== Segment start ==

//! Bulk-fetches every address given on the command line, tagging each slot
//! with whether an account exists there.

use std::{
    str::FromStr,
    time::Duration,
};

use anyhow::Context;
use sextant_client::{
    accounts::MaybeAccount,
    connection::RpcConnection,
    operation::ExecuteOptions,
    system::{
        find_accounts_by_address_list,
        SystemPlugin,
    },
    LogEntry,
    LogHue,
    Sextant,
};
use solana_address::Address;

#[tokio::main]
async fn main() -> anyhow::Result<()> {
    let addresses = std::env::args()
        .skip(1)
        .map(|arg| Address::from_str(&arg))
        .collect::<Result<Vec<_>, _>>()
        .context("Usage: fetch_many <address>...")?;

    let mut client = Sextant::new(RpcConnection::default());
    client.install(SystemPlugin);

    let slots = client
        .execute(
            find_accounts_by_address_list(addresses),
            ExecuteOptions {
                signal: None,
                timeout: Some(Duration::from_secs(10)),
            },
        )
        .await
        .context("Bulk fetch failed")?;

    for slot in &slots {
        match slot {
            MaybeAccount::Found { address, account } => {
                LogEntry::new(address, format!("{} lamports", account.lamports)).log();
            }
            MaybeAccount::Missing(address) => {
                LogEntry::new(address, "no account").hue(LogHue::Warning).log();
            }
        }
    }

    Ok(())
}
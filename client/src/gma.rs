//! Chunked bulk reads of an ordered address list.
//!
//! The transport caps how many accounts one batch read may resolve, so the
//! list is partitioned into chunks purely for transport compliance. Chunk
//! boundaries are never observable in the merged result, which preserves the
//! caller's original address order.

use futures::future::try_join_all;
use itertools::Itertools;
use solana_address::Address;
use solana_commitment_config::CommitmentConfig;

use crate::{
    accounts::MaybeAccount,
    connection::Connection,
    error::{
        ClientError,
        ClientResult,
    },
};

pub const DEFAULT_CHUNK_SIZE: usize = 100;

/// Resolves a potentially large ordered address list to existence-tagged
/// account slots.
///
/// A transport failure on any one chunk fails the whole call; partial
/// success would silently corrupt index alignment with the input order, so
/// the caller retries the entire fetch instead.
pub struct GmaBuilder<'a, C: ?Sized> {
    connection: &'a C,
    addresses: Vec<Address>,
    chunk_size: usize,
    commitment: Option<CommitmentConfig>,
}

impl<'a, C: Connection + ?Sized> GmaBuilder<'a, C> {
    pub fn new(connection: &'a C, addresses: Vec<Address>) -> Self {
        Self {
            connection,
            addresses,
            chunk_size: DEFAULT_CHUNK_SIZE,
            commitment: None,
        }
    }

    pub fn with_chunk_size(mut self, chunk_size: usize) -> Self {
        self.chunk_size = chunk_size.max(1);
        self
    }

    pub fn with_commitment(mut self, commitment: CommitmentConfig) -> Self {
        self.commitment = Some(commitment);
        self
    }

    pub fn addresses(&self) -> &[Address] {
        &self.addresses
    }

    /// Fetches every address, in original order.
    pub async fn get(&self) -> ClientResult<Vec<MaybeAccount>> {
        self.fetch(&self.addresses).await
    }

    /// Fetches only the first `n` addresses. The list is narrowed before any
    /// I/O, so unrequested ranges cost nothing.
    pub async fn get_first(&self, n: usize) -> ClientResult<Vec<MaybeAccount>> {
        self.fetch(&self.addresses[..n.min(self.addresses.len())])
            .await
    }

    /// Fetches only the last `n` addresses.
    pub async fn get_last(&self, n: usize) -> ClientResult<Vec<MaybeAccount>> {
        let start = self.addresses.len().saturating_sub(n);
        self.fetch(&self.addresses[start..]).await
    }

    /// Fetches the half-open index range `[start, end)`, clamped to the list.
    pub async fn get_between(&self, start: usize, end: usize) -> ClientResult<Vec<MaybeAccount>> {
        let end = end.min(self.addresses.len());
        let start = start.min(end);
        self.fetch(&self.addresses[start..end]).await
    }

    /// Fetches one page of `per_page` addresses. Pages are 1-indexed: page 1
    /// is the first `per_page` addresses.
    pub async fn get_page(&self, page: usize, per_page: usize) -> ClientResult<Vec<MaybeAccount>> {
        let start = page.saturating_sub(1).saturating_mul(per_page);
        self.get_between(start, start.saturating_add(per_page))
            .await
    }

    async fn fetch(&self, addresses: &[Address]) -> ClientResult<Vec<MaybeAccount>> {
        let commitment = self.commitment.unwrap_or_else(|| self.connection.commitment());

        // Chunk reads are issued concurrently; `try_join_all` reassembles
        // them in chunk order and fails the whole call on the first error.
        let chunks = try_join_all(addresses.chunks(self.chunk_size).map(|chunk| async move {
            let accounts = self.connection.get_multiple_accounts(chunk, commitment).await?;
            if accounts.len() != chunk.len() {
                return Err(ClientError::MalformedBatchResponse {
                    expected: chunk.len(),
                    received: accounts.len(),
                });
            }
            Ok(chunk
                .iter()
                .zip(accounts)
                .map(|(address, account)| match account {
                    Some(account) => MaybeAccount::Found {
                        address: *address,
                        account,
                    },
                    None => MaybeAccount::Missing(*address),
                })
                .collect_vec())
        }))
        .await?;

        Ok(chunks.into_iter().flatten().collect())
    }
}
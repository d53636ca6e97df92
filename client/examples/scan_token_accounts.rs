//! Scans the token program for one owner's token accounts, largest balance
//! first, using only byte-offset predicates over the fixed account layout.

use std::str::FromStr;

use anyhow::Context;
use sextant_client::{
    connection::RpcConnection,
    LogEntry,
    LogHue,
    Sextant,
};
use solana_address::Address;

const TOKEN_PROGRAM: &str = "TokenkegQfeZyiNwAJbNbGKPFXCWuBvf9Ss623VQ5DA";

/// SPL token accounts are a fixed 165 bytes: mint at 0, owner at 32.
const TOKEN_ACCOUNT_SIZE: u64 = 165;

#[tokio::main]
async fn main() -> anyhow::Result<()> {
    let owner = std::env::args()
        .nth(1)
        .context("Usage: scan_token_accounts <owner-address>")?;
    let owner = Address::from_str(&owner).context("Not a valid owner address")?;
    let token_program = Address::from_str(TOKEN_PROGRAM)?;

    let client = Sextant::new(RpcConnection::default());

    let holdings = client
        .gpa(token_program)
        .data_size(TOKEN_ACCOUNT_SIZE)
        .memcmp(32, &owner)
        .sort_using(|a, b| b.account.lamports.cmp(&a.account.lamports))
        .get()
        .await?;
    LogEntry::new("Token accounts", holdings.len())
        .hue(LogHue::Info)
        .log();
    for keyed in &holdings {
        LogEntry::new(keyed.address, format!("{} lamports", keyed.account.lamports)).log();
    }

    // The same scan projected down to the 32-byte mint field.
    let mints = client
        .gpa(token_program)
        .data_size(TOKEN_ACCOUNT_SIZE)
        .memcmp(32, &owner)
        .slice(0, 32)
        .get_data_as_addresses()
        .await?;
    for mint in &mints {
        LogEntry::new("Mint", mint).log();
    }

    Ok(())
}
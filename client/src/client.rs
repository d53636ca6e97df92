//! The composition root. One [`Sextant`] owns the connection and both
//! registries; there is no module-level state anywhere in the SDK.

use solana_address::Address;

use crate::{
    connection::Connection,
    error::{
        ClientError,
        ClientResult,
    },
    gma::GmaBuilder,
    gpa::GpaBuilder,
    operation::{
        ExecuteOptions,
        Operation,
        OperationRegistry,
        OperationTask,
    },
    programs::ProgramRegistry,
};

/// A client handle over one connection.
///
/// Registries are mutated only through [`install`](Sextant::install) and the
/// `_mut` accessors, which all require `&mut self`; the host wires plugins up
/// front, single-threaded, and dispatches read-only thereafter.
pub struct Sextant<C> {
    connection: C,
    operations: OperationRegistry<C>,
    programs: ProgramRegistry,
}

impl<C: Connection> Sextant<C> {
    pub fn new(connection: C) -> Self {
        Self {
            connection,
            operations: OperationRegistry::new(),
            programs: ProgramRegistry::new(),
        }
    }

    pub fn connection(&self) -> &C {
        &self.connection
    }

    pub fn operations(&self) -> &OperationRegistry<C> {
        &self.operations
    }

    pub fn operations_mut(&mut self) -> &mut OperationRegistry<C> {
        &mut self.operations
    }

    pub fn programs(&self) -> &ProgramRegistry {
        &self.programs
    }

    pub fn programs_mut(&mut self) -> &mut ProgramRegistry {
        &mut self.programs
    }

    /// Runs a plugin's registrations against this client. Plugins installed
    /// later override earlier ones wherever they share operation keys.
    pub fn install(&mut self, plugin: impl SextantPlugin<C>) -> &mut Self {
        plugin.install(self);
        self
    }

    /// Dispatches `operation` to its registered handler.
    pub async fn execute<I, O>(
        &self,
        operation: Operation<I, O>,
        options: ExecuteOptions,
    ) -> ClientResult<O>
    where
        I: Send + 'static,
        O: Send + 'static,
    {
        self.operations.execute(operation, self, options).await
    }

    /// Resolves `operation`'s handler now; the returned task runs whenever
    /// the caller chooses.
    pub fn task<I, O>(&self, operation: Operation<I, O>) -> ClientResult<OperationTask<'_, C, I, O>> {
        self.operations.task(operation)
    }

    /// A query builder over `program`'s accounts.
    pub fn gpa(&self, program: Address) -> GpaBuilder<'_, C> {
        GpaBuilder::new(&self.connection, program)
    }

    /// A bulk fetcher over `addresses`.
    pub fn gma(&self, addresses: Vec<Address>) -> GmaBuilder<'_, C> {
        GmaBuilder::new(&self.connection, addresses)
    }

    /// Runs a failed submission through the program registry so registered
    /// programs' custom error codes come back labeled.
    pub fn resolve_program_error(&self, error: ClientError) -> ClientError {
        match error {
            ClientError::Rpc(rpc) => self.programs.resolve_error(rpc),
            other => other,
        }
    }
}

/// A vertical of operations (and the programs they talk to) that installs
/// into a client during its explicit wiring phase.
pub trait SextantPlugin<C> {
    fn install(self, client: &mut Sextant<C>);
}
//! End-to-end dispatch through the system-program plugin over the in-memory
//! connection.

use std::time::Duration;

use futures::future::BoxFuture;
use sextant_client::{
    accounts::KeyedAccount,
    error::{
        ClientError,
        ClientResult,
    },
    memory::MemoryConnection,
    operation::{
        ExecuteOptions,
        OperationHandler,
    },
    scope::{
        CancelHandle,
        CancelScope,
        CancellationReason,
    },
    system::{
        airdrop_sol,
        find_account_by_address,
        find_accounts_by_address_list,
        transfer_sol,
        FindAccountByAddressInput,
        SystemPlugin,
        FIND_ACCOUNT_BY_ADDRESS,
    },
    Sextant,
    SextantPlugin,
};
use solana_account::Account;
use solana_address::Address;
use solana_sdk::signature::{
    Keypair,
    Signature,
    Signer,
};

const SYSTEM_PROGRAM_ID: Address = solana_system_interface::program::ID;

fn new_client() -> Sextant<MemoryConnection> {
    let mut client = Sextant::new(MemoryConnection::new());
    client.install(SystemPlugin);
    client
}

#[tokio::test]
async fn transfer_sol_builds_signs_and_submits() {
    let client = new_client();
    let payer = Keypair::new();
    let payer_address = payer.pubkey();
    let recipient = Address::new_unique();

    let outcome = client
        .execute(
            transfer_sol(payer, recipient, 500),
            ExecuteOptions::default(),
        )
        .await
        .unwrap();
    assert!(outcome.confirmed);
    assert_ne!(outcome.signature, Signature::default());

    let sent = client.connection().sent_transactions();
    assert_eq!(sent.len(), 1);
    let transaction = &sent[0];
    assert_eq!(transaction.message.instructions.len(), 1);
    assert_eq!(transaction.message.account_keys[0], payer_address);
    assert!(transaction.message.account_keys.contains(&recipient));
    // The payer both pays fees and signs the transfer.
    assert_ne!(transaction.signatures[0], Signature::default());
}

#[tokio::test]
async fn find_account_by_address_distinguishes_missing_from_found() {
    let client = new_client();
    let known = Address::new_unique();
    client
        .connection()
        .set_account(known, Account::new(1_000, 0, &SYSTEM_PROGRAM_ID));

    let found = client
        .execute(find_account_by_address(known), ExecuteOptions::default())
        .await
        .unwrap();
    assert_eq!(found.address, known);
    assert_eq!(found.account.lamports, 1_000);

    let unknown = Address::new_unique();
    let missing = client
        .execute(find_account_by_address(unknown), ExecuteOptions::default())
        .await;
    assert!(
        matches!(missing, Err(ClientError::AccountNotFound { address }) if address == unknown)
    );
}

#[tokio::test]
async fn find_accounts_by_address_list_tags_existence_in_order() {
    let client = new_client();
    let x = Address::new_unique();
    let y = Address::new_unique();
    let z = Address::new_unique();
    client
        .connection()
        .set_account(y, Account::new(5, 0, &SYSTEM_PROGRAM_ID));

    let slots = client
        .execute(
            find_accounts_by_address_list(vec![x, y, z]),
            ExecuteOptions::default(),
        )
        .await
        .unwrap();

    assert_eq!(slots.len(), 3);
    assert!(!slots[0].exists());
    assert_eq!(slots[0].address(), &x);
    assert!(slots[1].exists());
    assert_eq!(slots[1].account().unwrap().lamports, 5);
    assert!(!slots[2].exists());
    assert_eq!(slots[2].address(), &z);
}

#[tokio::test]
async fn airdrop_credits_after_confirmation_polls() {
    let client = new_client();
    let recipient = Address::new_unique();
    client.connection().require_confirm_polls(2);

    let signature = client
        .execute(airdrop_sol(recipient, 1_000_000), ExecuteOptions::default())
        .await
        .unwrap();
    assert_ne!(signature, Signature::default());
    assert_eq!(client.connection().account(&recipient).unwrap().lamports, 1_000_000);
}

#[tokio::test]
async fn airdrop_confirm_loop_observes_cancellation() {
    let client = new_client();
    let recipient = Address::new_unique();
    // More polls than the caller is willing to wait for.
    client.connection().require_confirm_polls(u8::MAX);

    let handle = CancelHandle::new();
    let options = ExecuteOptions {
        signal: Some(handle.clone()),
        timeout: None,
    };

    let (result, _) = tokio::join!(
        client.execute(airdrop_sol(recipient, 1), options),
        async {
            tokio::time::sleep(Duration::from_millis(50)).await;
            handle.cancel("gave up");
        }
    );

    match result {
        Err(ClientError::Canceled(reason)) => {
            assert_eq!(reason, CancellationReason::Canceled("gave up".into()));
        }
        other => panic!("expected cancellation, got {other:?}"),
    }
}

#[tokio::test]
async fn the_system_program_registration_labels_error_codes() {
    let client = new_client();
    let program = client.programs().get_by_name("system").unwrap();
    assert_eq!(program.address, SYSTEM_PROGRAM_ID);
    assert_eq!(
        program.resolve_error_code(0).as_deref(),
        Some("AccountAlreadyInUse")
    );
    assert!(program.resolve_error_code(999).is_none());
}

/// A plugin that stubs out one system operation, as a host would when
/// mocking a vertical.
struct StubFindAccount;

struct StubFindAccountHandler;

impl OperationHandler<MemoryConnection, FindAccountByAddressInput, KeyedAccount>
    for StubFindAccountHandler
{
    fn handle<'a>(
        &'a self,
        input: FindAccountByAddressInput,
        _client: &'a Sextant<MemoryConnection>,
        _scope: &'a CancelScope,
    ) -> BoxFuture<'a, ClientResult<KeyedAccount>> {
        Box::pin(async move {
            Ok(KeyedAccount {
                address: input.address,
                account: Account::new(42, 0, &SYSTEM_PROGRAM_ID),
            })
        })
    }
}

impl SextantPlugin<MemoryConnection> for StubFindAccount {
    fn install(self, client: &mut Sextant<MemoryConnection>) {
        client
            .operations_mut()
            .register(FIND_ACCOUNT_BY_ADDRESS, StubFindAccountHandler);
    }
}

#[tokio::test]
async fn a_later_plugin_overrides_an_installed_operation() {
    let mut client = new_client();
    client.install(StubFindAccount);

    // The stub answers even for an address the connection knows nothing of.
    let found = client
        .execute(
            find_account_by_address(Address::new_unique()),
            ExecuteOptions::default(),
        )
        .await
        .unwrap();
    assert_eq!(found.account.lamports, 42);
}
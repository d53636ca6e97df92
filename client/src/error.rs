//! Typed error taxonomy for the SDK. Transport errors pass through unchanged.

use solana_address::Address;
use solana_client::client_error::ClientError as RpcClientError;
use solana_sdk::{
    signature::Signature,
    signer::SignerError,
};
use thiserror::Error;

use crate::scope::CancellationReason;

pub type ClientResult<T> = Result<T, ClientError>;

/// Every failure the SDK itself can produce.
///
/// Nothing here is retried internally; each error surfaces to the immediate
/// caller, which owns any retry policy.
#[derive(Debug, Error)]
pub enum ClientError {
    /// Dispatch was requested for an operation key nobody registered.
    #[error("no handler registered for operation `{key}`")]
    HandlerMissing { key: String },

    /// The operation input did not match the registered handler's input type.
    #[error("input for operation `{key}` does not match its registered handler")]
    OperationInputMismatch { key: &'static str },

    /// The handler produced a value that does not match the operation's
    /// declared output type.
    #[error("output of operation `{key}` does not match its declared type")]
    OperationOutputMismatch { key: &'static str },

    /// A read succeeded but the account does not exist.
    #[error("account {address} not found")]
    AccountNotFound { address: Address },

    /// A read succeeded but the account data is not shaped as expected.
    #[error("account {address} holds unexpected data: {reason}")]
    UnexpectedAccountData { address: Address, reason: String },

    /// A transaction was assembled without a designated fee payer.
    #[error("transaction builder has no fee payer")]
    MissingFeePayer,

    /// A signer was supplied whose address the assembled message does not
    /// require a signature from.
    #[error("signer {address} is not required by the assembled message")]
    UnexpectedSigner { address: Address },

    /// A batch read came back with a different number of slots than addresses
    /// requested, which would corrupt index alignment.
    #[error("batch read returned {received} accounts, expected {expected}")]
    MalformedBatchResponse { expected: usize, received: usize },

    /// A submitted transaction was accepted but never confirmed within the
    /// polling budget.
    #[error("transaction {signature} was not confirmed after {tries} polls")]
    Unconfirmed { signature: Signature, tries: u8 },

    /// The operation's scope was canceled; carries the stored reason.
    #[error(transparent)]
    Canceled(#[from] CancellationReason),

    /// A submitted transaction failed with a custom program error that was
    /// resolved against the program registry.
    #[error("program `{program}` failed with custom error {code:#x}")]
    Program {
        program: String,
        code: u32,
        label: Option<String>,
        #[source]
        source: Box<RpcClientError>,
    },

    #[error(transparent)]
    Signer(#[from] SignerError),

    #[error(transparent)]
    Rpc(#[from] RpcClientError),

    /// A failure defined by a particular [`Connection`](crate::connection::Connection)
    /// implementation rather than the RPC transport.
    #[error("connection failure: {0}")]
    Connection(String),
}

== Segment end ==

▶ Exercise brief
Find each line in the material above that carries the string "OperationTask", and copy it.

▶ Your solution
        OperationTask,
    pub fn task<I, O>(&self, operation: Operation<I, O>) -> ClientResult<OperationTask<'_, C, I, O>> {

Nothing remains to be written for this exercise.